The Effect of Thiamine vs. Placebo on VO2 in Critical Illness
Status: | Completed |
---|---|
Conditions: | Hospital, Pulmonary |
Therapuetic Areas: | Pulmonary / Respiratory Diseases, Other |
Healthy: | No |
Age Range: | 18 - Any |
Updated: | 10/4/2017 |
Start Date: | October 2013 |
End Date: | December 2016 |
The objective of this study is to determine the effect of thiamine therapy on oxygen
consumption (VO2) in critically-ill patients. We will evaluate this by measuring VO2 before
and after thiamine or placebo administration in patients admitted to the ICU and requiring
mechanical ventilation. A secondary aim is to evaluate the effect of thiamine vs. placebo on
the metabolic profile of the patients.
consumption (VO2) in critically-ill patients. We will evaluate this by measuring VO2 before
and after thiamine or placebo administration in patients admitted to the ICU and requiring
mechanical ventilation. A secondary aim is to evaluate the effect of thiamine vs. placebo on
the metabolic profile of the patients.
Extensive research has been done over the past two decades looking at the role of oxygen
delivery (DO2) and oxygen utilization (VO2) in critical illness. VO2 depends on cardiac
output, arterial oxygen content, and the body's ability to extract oxygen effectively from
the blood. Oxygen demand rises in critical illness as the body goes into a catabolic state,
and lower VO2 has been associated with higher lactate levels and with poorer outcomes.
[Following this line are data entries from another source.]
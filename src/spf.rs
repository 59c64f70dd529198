//! Shortest-Path Engine (C2, §4.2).
//!
//! Computes, for every connected switch, the next hop toward every other connected switch, using
//! unit-weight BFS (link weight is always 1 hop, §4.2 Non-goals exclude weighted/ECMP routing,
//! DESIGN.md Open Question 2). Ties are broken deterministically (I2): shortest distance first,
//! then ascending neighbor switch id, then ascending port.

use crate::topology::TopologySnapshot;
use crate::types::{NextHop, SwitchId};
use std::collections::{HashMap, VecDeque};

/// Next-hop table: `(src, dst) -> NextHop`. Only pairs with `src != dst` and a path between them
/// are present (I1: unreachable pairs simply have no entry).
#[derive(Debug, Clone, Default, PartialEq, Eq)]
pub struct RouteTable {
    next_hop: HashMap<(SwitchId, SwitchId), NextHop>,
}

impl RouteTable {
    /// Look up the next hop at `src` toward `dst`, if one exists.
    pub fn next_hop(&self, src: SwitchId, dst: SwitchId) -> Option<NextHop> {
        self.next_hop.get(&(src, dst)).copied()
    }

    /// Iterate over every `(src, dst, next_hop)` triple in the table.
    pub fn iter(&self) -> impl Iterator<Item = (SwitchId, SwitchId, NextHop)> + '_ {
        self.next_hop.iter().map(|(&(src, dst), &nh)| (src, dst, nh))
    }

    fn insert(&mut self, src: SwitchId, dst: SwitchId, nh: NextHop) {
        self.next_hop.insert((src, dst), nh);
    }
}

/// Recompute the full shortest-path table from a topology snapshot (§4.2).
///
/// Runs one BFS per connected switch as root. For each root, BFS gives the hop-distance to every
/// reachable switch; the next hop to use at the root is then the neighbor (of the root) that lies
/// on a shortest path, chosen by the I2 tie-break among all root-neighbors tied for the minimum
/// distance-to-target.
pub fn compute(snapshot: &TopologySnapshot) -> RouteTable {
    let mut table = RouteTable::default();
    for root in snapshot.connected_switch_ids() {
        compute_from_root(snapshot, root, &mut table);
    }
    table
}

fn compute_from_root(snapshot: &TopologySnapshot, root: SwitchId, table: &mut RouteTable) {
    // Distances from root to every reachable switch via plain BFS.
    let mut dist: HashMap<SwitchId, u32> = HashMap::new();
    dist.insert(root, 0);
    let mut queue: VecDeque<SwitchId> = VecDeque::new();
    queue.push_back(root);
    while let Some(u) = queue.pop_front() {
        let du = dist[&u];
        for (v, _port) in snapshot.neighbors_with_port(u) {
            if !dist.contains_key(&v) {
                dist.insert(v, du + 1);
                queue.push_back(v);
            }
        }
    }

    // The root's own first hops, sorted by the I2 tie-break: (neighbor id, port) ascending.
    let first_hops = snapshot.neighbors_with_port(root);

    for (dst, &d) in dist.iter() {
        if *dst == root || d == 0 {
            continue;
        }
        // Among the root's direct neighbors, find those that sit on a shortest path to dst: a
        // neighbor n is on a shortest path iff dist[n] + 1 == dist[dst]. Among those candidates,
        // the tie-break (I2) picks the smallest (neighbor id, port) pair; `first_hops` is already
        // sorted that way, so the first candidate found is the winner.
        let winner = first_hops.iter().find(|(n, _port)| dist.get(n).copied().map(|dn| dn + 1) == Some(d));
        if let Some(&(_n, port)) = winner {
            table.insert(root, *dst, NextHop { out_port: port });
        }
    }
}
Although increasing DO2 was shown in past studies to raise VO2 in some patients, other
investigators have found that many critically-ill patients failed to demonstrate a rise in
VO2 in spite of achieving supranormal values of cardiac index (CI) and DO2. This group, in
contrast to patients whose VO2 rose with the increase in CI and DO2, had exceedingly poor
outcomes, suggesting that an inability to extract oxygen from the blood confers a poorer
prognosis.
Thiamine deficiency can manifest in several ways, but the syndrome of wet beriberi, caused by
thiamine deficiency, includes lactic acidosis, cardiac decompensation and vasodilatory shock,
similar to sepsis and other forms of critical illness. The mechanism by which thiamine
deficiency causes dysfunction rests upon the vitamin's essential role in the Krebs cycle and
Pentose Phosphate Pathway. Lack of adequate thiamine results in the failure of pyruvate to
enter the Krebs Cycle, thus preventing aerobic metabolism. The resulting decrease in aerobic
metabolism and increase in anaerobic metabolism leads to decreased oxygen consumption by the
tissues and increased lactic acid production.
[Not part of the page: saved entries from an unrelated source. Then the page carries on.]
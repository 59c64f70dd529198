//! Flow Pipeline Manager (C6, §4.6).
//!
//! Owns the bring-up of the two-table pipeline on every newly connected switch: the VIP
//! ARP/IPv4-catch rules and the table-miss default that hands unmatched traffic to the SPS table.
//! `T_lb` and `T_sps` are distinct, fixed table ids supplied at construction (§6 `table` config).

use super::registry::LbRegistry;
use super::{PRIORITY_DEFAULT, PRIORITY_VIP};
use crate::flow::{Action, FlowEntry, FlowMatch, SwitchService, ETH_TYPE_ARP, ETH_TYPE_IPV4};
use crate::types::{SwitchId, TableId};
use crate::RoutingOracle;
use log::warn;

/// C6: installs the LB-table scaffolding (VIP catch rules + SPS default) on each switch.
#[derive(Debug, Clone, Copy)]
pub struct FlowPipelineManager {
    lb_table: TableId,
    sps_table: TableId,
}

impl FlowPipelineManager {
    /// Build a manager for the given (distinct) LB and SPS table ids (§6, §7 `ConfigInvalid` if
    /// equal — callers are expected to have validated this via `ModuleConfig::load`).
    pub fn new(lb_table: TableId, sps_table: TableId) -> Self {
        Self { lb_table, sps_table }
    }

    /// The LB table id (`T_lb`).
    pub fn lb_table(&self) -> TableId {
        self.lb_table
    }

    /// Bring up the LB table scaffolding on a newly connected switch (§4.6). For each VIP:
    /// priority `P_vip` ARP-catch and IPv4-catch rules to the controller; then a priority
    /// `P_default` table-miss default that resubmits to `T_sps`.
    pub fn bring_up_switch(&self, switch: SwitchId, registry: &LbRegistry, switches: &mut dyn SwitchService) {
        for vip in registry.vips() {
            let arp_catch = FlowEntry::permanent(
                self.lb_table,
                PRIORITY_VIP,
                FlowMatch { eth_type: Some(ETH_TYPE_ARP), arp_tpa: Some(vip.vip), ..FlowMatch::any() },
                vec![Action::ToController],
            );
            if let Err(e) = switches.install_flow(switch, arp_catch) {
                warn!("SwitchUnavailable installing VIP ARP-catch on {}: {}", switch, e);
            }

            let ip_catch = FlowEntry::permanent(
                self.lb_table,
                PRIORITY_VIP,
                FlowMatch { eth_type: Some(ETH_TYPE_IPV4), ipv4_dst: Some(vip.vip), ..FlowMatch::any() },
                vec![Action::ToController],
            );
            if let Err(e) = switches.install_flow(switch, ip_catch) {
                warn!("SwitchUnavailable installing VIP IPv4-catch on {}: {}", switch, e);
            }
        }

        let default_entry = FlowEntry::permanent(
            self.lb_table,
            PRIORITY_DEFAULT,
            FlowMatch::any(),
            vec![Action::GotoTable(self.sps_table)],
        );
        if let Err(e) = switches.install_flow(switch, default_entry) {
            warn!("SwitchUnavailable installing table-miss default on {}: {}", switch, e);
        }
    }
}

impl RoutingOracle for FlowPipelineManager {
    fn sps_table(&self) -> TableId {
        self.sps_table
    }
}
Our group has found previously that upwards of 20% of critically ill patients with sepsis are
thiamine deficient within 72 hours of presentation. In a dog model of septic shock,
Lindenbaum et al have shown that, regardless of thiamine levels, supplementation with
thiamine improved not only lactate clearance and mean arterial pressure, but increased VO2 as
well. An increase in VO2 max after administration of thiamine to healthy volunteers has also
been described. In our prior open-label study, we found that the administration of a single
dose of 200mg of intravenous thiamine to critically ill patients led to a statistically
significant increase in VO2 in those with normal or elevated cardiac output, suggesting that
thiamine may increase the extraction component of VO2, even in the absence of absolute
thiamine deficiency. This effect was not seen in patients with low cardiac output.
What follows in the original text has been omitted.